§ **RECORDS SHOWN**

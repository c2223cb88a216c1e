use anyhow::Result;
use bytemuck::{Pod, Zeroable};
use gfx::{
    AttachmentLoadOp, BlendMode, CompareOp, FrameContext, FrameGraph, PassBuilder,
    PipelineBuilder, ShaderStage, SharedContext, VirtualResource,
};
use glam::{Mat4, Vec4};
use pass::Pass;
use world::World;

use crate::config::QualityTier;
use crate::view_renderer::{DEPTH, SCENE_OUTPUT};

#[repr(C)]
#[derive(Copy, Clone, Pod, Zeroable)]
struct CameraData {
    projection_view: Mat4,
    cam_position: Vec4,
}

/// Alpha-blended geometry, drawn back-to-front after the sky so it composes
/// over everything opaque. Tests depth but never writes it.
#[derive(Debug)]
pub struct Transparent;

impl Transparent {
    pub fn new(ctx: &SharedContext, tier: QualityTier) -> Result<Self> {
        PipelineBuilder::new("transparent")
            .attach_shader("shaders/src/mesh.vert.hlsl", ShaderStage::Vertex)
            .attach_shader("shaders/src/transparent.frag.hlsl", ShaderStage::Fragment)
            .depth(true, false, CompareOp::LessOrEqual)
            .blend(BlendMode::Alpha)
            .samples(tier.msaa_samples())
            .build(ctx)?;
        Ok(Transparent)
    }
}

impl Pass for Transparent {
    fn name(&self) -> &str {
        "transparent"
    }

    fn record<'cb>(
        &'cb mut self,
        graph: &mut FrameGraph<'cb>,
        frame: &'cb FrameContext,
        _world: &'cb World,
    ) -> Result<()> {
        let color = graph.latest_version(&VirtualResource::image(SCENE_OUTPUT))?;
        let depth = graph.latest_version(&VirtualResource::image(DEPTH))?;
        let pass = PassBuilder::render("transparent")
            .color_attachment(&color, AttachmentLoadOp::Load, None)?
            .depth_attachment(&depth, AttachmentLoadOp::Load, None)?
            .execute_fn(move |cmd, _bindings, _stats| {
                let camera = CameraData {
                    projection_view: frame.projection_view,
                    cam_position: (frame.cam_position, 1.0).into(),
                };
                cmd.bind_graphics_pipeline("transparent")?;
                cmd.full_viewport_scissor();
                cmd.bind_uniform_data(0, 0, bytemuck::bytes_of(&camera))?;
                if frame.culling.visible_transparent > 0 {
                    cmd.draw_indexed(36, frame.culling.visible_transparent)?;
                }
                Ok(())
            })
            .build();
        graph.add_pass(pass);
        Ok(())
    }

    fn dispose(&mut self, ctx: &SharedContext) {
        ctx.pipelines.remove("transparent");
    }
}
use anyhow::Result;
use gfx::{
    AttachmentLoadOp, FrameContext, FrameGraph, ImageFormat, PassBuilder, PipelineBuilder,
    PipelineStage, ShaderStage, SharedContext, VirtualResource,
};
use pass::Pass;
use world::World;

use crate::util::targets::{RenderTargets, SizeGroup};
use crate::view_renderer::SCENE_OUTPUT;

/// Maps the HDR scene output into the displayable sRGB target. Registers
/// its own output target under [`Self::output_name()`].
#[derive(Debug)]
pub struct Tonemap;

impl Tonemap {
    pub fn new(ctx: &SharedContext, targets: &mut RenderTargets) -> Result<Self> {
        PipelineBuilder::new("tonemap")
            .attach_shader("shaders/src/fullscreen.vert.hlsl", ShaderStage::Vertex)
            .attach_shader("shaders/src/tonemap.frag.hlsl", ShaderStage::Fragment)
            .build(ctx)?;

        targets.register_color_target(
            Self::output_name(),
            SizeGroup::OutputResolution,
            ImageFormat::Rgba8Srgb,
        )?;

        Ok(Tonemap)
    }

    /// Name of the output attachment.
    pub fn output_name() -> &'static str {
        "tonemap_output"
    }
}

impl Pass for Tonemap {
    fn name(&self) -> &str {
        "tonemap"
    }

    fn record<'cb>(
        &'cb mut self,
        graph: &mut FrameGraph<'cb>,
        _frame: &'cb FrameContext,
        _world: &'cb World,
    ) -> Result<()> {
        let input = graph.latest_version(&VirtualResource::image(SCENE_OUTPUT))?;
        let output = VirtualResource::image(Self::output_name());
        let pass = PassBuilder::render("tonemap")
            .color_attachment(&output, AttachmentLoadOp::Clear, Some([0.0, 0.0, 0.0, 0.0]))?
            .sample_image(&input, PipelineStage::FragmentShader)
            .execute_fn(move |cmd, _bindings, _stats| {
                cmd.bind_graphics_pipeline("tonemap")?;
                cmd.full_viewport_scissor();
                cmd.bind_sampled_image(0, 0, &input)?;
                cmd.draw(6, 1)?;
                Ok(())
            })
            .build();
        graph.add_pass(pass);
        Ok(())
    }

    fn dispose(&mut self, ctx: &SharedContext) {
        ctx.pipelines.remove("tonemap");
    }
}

§ **EXERCISE PROMPT**
Write out the material once more so that every line matches exactly.

§ **TASK RESPONSE**
repository c2223cb88a216c1e
use anyhow::Result;
use bytemuck::{Pod, Zeroable};
use gfx::{
    AttachmentLoadOp, BlendMode, CompareOp, FrameContext, FrameGraph, PassBuilder,
    PipelineBuilder, ShaderStage, SharedContext, VirtualResource,
};
use glam::{Mat4, Vec4};
use pass::Pass;
use world::World;

use crate::config::QualityTier;
use crate::view_renderer::{DEPTH, SCENE_OUTPUT};

#[repr(C)]
#[derive(Copy, Clone, Pod, Zeroable)]
struct CameraData {
    projection_view: Mat4,
    cam_position: Vec4,
}

/// Alpha-blended geometry, drawn back-to-front after the sky so it composes
/// over everything opaque. Tests depth but never writes it.
#[derive(Debug)]
pub struct Transparent;

impl Transparent {
    pub fn new(ctx: &SharedContext, tier: QualityTier) -> Result<Self> {
        PipelineBuilder::new("transparent")
            .attach_shader("shaders/src/mesh.vert.hlsl", ShaderStage::Vertex)
            .attach_shader("shaders/src/transparent.frag.hlsl", ShaderStage::Fragment)
            .depth(true, false, CompareOp::LessOrEqual)
            .blend(BlendMode::Alpha)
            .samples(tier.msaa_samples())
            .build(ctx)?;
        Ok(Transparent)
    }
}

impl Pass for Transparent {
    fn name(&self) -> &str {
        "transparent"
    }

    fn record<'cb>(
        &'cb mut self,
        graph: &mut FrameGraph<'cb>,
        frame: &'cb FrameContext,
        _world: &'cb World,
    ) -> Result<()> {
        let color = graph.latest_version(&VirtualResource::image(SCENE_OUTPUT))?;
        let depth = graph.latest_version(&VirtualResource::image(DEPTH))?;
        let pass = PassBuilder::render("transparent")
            .color_attachment(&color, AttachmentLoadOp::Load, None)?
            .depth_attachment(&depth, AttachmentLoadOp::Load, None)?
            .execute_fn(move |cmd, _bindings, _stats| {
                let camera = CameraData {
                    projection_view: frame.projection_view,
                    cam_position: (frame.cam_position, 1.0).into(),
                };
                cmd.bind_graphics_pipeline("transparent")?;
                cmd.full_viewport_scissor();
                cmd.bind_uniform_data(0, 0, bytemuck::bytes_of(&camera))?;
                if frame.culling.visible_transparent > 0 {
                    cmd.draw_indexed(36, frame.culling.visible_transparent)?;
                }
                Ok(())
            })
            .build();
        graph.add_pass(pass);
        Ok(())
    }

    fn dispose(&mut self, ctx: &SharedContext) {
        ctx.pipelines.remove("transparent");
    }
}
use anyhow::Result;
use gfx::{
    AttachmentLoadOp, FrameContext, FrameGraph, ImageFormat, PassBuilder, PipelineBuilder,
    PipelineStage, ShaderStage, SharedContext, VirtualResource,
};
use pass::Pass;
use world::World;

use crate::util::targets::{RenderTargets, SizeGroup};
use crate::view_renderer::SCENE_OUTPUT;

/// Maps the HDR scene output into the displayable sRGB target. Registers
/// its own output target under [`Self::output_name()`].
#[derive(Debug)]
pub struct Tonemap;

impl Tonemap {
    pub fn new(ctx: &SharedContext, targets: &mut RenderTargets) -> Result<Self> {
        PipelineBuilder::new("tonemap")
            .attach_shader("shaders/src/fullscreen.vert.hlsl", ShaderStage::Vertex)
            .attach_shader("shaders/src/tonemap.frag.hlsl", ShaderStage::Fragment)
            .build(ctx)?;

        targets.register_color_target(
            Self::output_name(),
            SizeGroup::OutputResolution,
            ImageFormat::Rgba8Srgb,
        )?;

        Ok(Tonemap)
    }

    /// Name of the output attachment.
    pub fn output_name() -> &'static str {
        "tonemap_output"
    }
}

impl Pass for Tonemap {
    fn name(&self) -> &str {
        "tonemap"
    }

    fn record<'cb>(
        &'cb mut self,
        graph: &mut FrameGraph<'cb>,
        _frame: &'cb FrameContext,
        _world: &'cb World,
    ) -> Result<()> {
        let input = graph.latest_version(&VirtualResource::image(SCENE_OUTPUT))?;
        let output = VirtualResource::image(Self::output_name());
        let pass = PassBuilder::render("tonemap")
            .color_attachment(&output, AttachmentLoadOp::Clear, Some([0.0, 0.0, 0.0, 0.0]))?
            .sample_image(&input, PipelineStage::FragmentShader)
            .execute_fn(move |cmd, _bindings, _stats| {
                cmd.bind_graphics_pipeline("tonemap")?;
                cmd.full_viewport_scissor();
                cmd.bind_sampled_image(0, 0, &input)?;
                cmd.draw(6, 1)?;
                Ok(())
            })
            .build();
        graph.add_pass(pass);
        Ok(())
    }

    fn dispose(&mut self, ctx: &SharedContext) {
        ctx.pipelines.remove("tonemap");
    }
}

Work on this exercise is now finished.